# EXERCISE DETAILS
Report the count, and only the count, of lines in the records that include the word "EnvFilter".

(Stored items)

--------------------

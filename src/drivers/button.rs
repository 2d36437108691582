//! Plate buttons: bit decoding of the GPIOA input bank.
//!
//! ## Hardware
//!
//! Five active-low momentary switches with the expander's internal pull-ups.
//! Input polarity is inverted in the chip (IPOLA), so a pressed button reads
//! as 1.  Any change raises the expander's interrupt line; the main loop
//! reads the mask once per interrupt, nothing is debounced or latched here.
//!
//! A mask of zero means "nothing held" (the release half of a press).  A
//! failed read is an [`Error::Bus`](crate::error::Error::Bus), never zero.

use embedded_hal::i2c::I2c;

use crate::drivers::expander::{Expander, Register};
use crate::error::Result;
use crate::pins;

/// Button identities with their GPIOA bit positions.
#[derive(Debug, Clone, Copy, PartialEq, Eq)]
#[repr(u8)]
pub enum Button {
    Select = 0,
    Right = 1,
    Down = 2,
    Up = 3,
    Left = 4,
}

impl Button {
    /// Resolution order when several buttons are held at once.
    pub const PRIORITY: [Self; 5] = [Self::Select, Self::Up, Self::Down, Self::Left, Self::Right];

    pub const fn bit(self) -> u8 {
        1 << (self as u8)
    }
}

/// 6-bit active-high button state (5 buttons + 1 unused input).
#[derive(Debug, Clone, Copy, PartialEq, Eq, Default)]
pub struct ButtonMask(u8);

impl ButtonMask {
    pub const fn new(raw: u8) -> Self {
        Self(raw & pins::BUTTON_MASK)
    }

    pub const fn bits(self) -> u8 {
        self.0
    }

    /// No button held, i.e. a release event.
    pub const fn is_empty(self) -> bool {
        self.0 == 0
    }

    pub const fn is_pressed(self, button: Button) -> bool {
        decode(self, button)
    }

    /// Highest-priority held button, if any of the five is held.
    ///
    /// Returns `None` both for an empty mask and for a mask with only the
    /// unused sixth input set.
    pub fn first_pressed(self) -> Option<Button> {
        Button::PRIORITY.into_iter().find(|b| self.is_pressed(*b))
    }
}

/// Pure bit test.
pub const fn decode(mask: ButtonMask, button: Button) -> bool {
    mask.0 & button.bit() != 0
}

/// Read the current button bank.
pub fn read_button_mask<I2C: I2c>(expander: &mut Expander<I2C>) -> Result<ButtonMask> {
    let raw = expander.read_register(Register::GpioA)?;
    Ok(ButtonMask::new(raw))
}
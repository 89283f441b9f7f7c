use serde::{Deserialize, Serialize};

/// Voice entry exactly as the provider's `voices` listing reports it.
#[derive(Debug, Clone, PartialEq, Deserialize)]
#[serde(rename_all = "camelCase")]
pub struct ProviderVoice {
    pub name: String,
    #[serde(default)]
    pub language_codes: Vec<String>,
    #[serde(default)]
    pub ssml_gender: Option<String>,
    #[serde(default)]
    pub natural_sample_rate_hertz: u32,
}

#[derive(Debug, Clone, Copy, PartialEq, Eq, Serialize)]
#[serde(rename_all = "SCREAMING_SNAKE_CASE")]
pub enum Gender {
    Male,
    Female,
    Neutral,
    Unspecified,
}

impl Gender {
    /// Parse the provider's SSML gender name. Anything unrecognised,
    /// including `SSML_VOICE_GENDER_UNSPECIFIED`, is `Unspecified`.
    pub fn from_ssml(value: Option<&str>) -> Self {
        match value {
            Some("MALE") => Gender::Male,
            Some("FEMALE") => Gender::Female,
            Some("NEUTRAL") => Gender::Neutral,
            _ => Gender::Unspecified,
        }
    }
}

#[derive(Debug, Clone, PartialEq, Serialize)]
pub struct VoiceDescriptor {
    pub name: String,
    pub language_code: String,
    pub gender: Gender,
    #[serde(rename = "natural_sample_rate")]
    pub native_sample_rate_hz: u32,
}

impl From<ProviderVoice> for VoiceDescriptor {
    fn from(voice: ProviderVoice) -> Self {
        // Multi-language voices are listed under their first language.
        let language_code = voice.language_codes.into_iter().next().unwrap_or_default();

        Self {
            gender: Gender::from_ssml(voice.ssml_gender.as_deref()),
            name: voice.name,
            language_code,
            native_sample_rate_hz: voice.natural_sample_rate_hertz,
        }
    }
}
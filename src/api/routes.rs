use axum::{
    http::{header, Method},
    routing::{get, post},
    Router,
};
use std::sync::Arc;
use tower_http::{
    cors::{Any, CorsLayer},
    trace::TraceLayer,
};

use super::handlers;
use crate::tts::TtsService;

pub struct AppState {
    pub tts: TtsService,
}

pub fn create_router(state: Arc<AppState>) -> Router {
    let cors = CorsLayer::new()
        .allow_origin(Any)
        .allow_methods([Method::GET, Method::POST])
        .allow_headers([header::CONTENT_TYPE]);

    Router::new()
        .route("/", get(handlers::root))
        .route("/health", get(handlers::health))
        .route("/voices", get(handlers::list_voices))
        .route("/tts", post(handlers::synthesize))
        .route("/tts/base64", post(handlers::synthesize_base64))
        .layer(cors)
        .layer(TraceLayer::new_for_http())
        .with_state(state)
}
pub mod handlers;
pub mod routes;

use serde::{Deserialize, Serialize};

/// Body of `POST /tts` and `POST /tts/base64`.
///
/// Missing `text` or `voice` deserialize as empty and are rejected by
/// validation with the usual messages.
#[derive(Debug, Deserialize)]
pub struct TtsRequest {
    #[serde(default)]
    pub text: String,
    #[serde(default)]
    pub voice: String,
    #[serde(default)]
    pub speed: Option<f64>,
    #[serde(default)]
    pub pitch: Option<f64>,
}

#[derive(Debug, Serialize)]
pub struct Base64TtsResponse {
    pub audio_base64: String,
    pub content_type: String,
    pub size: usize,
}

#[derive(Debug, Serialize)]
pub struct HealthResponse {
    pub status: String,
    pub tts_client: String,
    pub google_credentials: bool,
}

#[derive(Debug, Serialize)]
pub struct RootResponse {
    pub message: String,
    pub version: String,
    pub endpoints: EndpointsInfo,
}

#[derive(Debug, Serialize)]
pub struct EndpointsInfo {
    pub tts: String,
    pub tts_base64: String,
    pub voices: String,
    pub health: String,
}
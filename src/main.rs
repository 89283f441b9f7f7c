use std::sync::Arc;

use tracing_subscriber::EnvFilter;

mod api;
mod config;
mod error;
mod tts;

use api::routes::{create_router, AppState};
use config::ServerConfig;
use tts::{Credentials, GoogleTtsClient, TtsService};

#[tokio::main]
async fn main() -> Result<(), Box<dyn std::error::Error>> {
    // Optional .env, before any configuration is read
    let _ = dotenvy::dotenv();

    tracing_subscriber::fmt()
        .with_env_filter(
            EnvFilter::try_from_default_env()
                .unwrap_or_else(|_| EnvFilter::new("info")),
        )
        .init();

    let config = ServerConfig::from_env()?;
    let addr = config.bind_addr()?;

    tracing::info!("Google TTS Gateway v{}", env!("CARGO_PKG_VERSION"));
    tracing::info!("Provider endpoint: {}", config.endpoint);

    // One provider handle for the lifetime of the process
    let credentials = Credentials::resolve(
        config.credentials_path.as_deref(),
        config.api_key.as_deref(),
    );
    let provider = GoogleTtsClient::new(&config.endpoint, credentials)?;

    let state = Arc::new(AppState {
        tts: TtsService::new(Arc::new(provider)),
    });
    let app = create_router(state);

    let listener = tokio::net::TcpListener::bind(addr).await?;
    tracing::info!("Starting server on http://{}", addr);

    axum::serve(listener, app)
        .with_graceful_shutdown(shutdown_signal())
        .await?;

    tracing::info!("Server stopped");
    Ok(())
}

async fn shutdown_signal() {
    let ctrl_c = async {
        if let Err(e) = tokio::signal::ctrl_c().await {
            tracing::error!("Failed to listen for Ctrl-C: {}", e);
            std::future::pending::<()>().await;
        }
    };

    #[cfg(unix)]
    let terminate = async {
        use tokio::signal::unix::{signal, SignalKind};
        match signal(SignalKind::terminate()) {
            Ok(mut sigterm) => {
                sigterm.recv().await;
            }
            Err(e) => {
                tracing::error!("Failed to listen for SIGTERM: {}", e);
                std::future::pending::<()>().await;
            }
        }
    };

    #[cfg(not(unix))]
    let terminate = std::future::pending::<()>();

    tokio::select! {
        _ = ctrl_c => {},
        _ = terminate => {},
    }

    tracing::info!("Shutdown signal received");
}
use axum::{
    extract::{rejection::JsonRejection, State},
    http::{header, StatusCode},
    response::{IntoResponse, Response},
    Json,
};
use base64::{engine::general_purpose::STANDARD, Engine as _};
use std::sync::Arc;

use super::{Base64TtsResponse, EndpointsInfo, HealthResponse, RootResponse, TtsRequest};
use crate::api::routes::AppState;
use crate::error::AppError;
use crate::tts::{SynthesisRequest, VoiceDescriptor};

const AUDIO_MPEG: &str = "audio/mpeg";

fn validate(payload: Result<Json<TtsRequest>, JsonRejection>) -> Result<SynthesisRequest, AppError> {
    let Json(body) = payload.map_err(|e| AppError::InvalidInput(e.body_text()))?;
    SynthesisRequest::new(&body.text, &body.voice, body.speed, body.pitch)
}

pub async fn synthesize(
    State(state): State<Arc<AppState>>,
    payload: Result<Json<TtsRequest>, JsonRejection>,
) -> Result<Response, AppError> {
    let request = validate(payload)?;
    let audio = state.tts.synthesize(&request).await?;

    Ok((
        StatusCode::OK,
        [
            (header::CONTENT_TYPE, AUDIO_MPEG),
            (header::CONTENT_DISPOSITION, "attachment; filename=speech.mp3"),
        ],
        audio,
    )
        .into_response())
}

pub async fn synthesize_base64(
    State(state): State<Arc<AppState>>,
    payload: Result<Json<TtsRequest>, JsonRejection>,
) -> Result<Json<Base64TtsResponse>, AppError> {
    let request = validate(payload)?;
    let audio = state.tts.synthesize(&request).await?;

    Ok(Json(Base64TtsResponse {
        audio_base64: STANDARD.encode(&audio),
        content_type: AUDIO_MPEG.to_string(),
        size: audio.len(),
    }))
}

pub async fn list_voices(
    State(state): State<Arc<AppState>>,
) -> Result<Json<Vec<VoiceDescriptor>>, AppError> {
    let voices = state.tts.list_voices().await?;
    if voices.is_empty() {
        tracing::warn!("Provider returned no voices");
    }
    Ok(Json(voices))
}

pub async fn health(State(state): State<Arc<AppState>>) -> Json<HealthResponse> {
    let credentials = state.tts.has_credentials();

    Json(HealthResponse {
        status: if credentials { "healthy" } else { "degraded" }.to_string(),
        tts_client: "connected".to_string(),
        google_credentials: credentials,
    })
}

pub async fn root() -> Json<RootResponse> {
    Json(RootResponse {
        message: "Google TTS Gateway".to_string(),
        version: env!("CARGO_PKG_VERSION").to_string(),
        endpoints: EndpointsInfo {
            tts: "POST /tts - Text to speech synthesis".to_string(),
            tts_base64: "POST /tts/base64 - Synthesis returned as base64 JSON".to_string(),
            voices: "GET /voices - List available voices".to_string(),
            health: "GET /health - Health check".to_string(),
        },
    })
}
//! Credential loading for the Google provider.
//!
//! Service-account keys go through `google-cloud-auth`, which mints,
//! caches and refreshes the cloud-platform access token. This module only
//! decides which kind of credential the process runs with.

use std::path::Path;

use google_cloud_auth::credentials::service_account::{AccessSpecifier, Builder};
use google_cloud_auth::credentials::{CacheableResource, Credentials as AuthCredentials};
use http::{Extensions, HeaderMap};
use serde::Deserialize;

use crate::tts::provider::ProviderFault;

pub const CLOUD_PLATFORM_SCOPE: &str = "https://www.googleapis.com/auth/cloud-platform";

#[derive(thiserror::Error, Debug)]
pub enum CredentialsError {
    #[error("cannot read credentials file {path}: {source}")]
    Read {
        path: String,
        #[source]
        source: std::io::Error,
    },

    #[error("invalid credentials file: {0}")]
    Parse(#[from] serde_json::Error),

    #[error("unsupported credentials type '{0}', expected 'service_account'")]
    UnsupportedType(String),

    #[error("cannot build service account credentials: {0}")]
    Build(String),
}

pub enum Credentials {
    ServiceAccount(ServiceAccount),
    ApiKey(String),
    None,
}

impl Credentials {
    /// Pick credentials by precedence: service-account file, API key, none.
    ///
    /// A key file that fails to load is logged and skipped so the process
    /// can still start and report itself degraded.
    pub fn resolve(key_file: Option<&Path>, api_key: Option<&str>) -> Self {
        if let Some(path) = key_file {
            match ServiceAccount::from_file(path) {
                Ok(account) => {
                    tracing::info!("Using service account {}", account.client_email);
                    return Credentials::ServiceAccount(account);
                }
                Err(e) => tracing::error!("Failed to load Google credentials: {}", e),
            }
        }

        match api_key {
            Some(key) if !key.is_empty() => {
                tracing::info!("Using Google API key");
                Credentials::ApiKey(key.to_string())
            }
            _ => {
                tracing::warn!(
                    "No Google credentials configured. Set GOOGLE_APPLICATION_CREDENTIALS \
                     to a service account key path or GOOGLE_API_KEY."
                );
                Credentials::None
            }
        }
    }

    pub fn is_configured(&self) -> bool {
        !matches!(self, Credentials::None)
    }
}

// Only the fields needed to reject the wrong key type early and to log
// which account is in use; the whole document goes to the auth builder.
#[derive(Deserialize)]
struct KeyFileHeader {
    #[serde(rename = "type")]
    kind: String,
    #[serde(default)]
    client_email: String,
}

pub struct ServiceAccount {
    client_email: String,
    inner: AuthCredentials,
}

impl ServiceAccount {
    pub fn from_file(path: &Path) -> Result<Self, CredentialsError> {
        let raw = std::fs::read_to_string(path).map_err(|source| CredentialsError::Read {
            path: path.display().to_string(),
            source,
        })?;
        Self::from_json(&raw)
    }

    pub fn from_json(raw: &str) -> Result<Self, CredentialsError> {
        let key: serde_json::Value = serde_json::from_str(raw)?;
        let header = KeyFileHeader::deserialize(&key)?;
        if header.kind != "service_account" {
            return Err(CredentialsError::UnsupportedType(header.kind));
        }

        let inner = Builder::new(key)
            .with_access_specifier(AccessSpecifier::from_scopes([CLOUD_PLATFORM_SCOPE]))
            .build()
            .map_err(|e| CredentialsError::Build(e.to_string()))?;

        Ok(Self {
            client_email: header.client_email,
            inner,
        })
    }

    /// Authorization headers for one outbound call. Token caching and
    /// refresh happen inside the auth client.
    pub async fn auth_headers(&self) -> Result<HeaderMap, ProviderFault> {
        match self.inner.headers(Extensions::new()).await {
            Ok(CacheableResource::New { data, .. }) => Ok(data),
            Ok(CacheableResource::NotModified) => Err(ProviderFault::Credentials(
                "auth client returned no headers".to_string(),
            )),
            Err(e) => Err(ProviderFault::Credentials(e.to_string())),
        }
    }
}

--------------------

# EXPECTED OUTPUT
3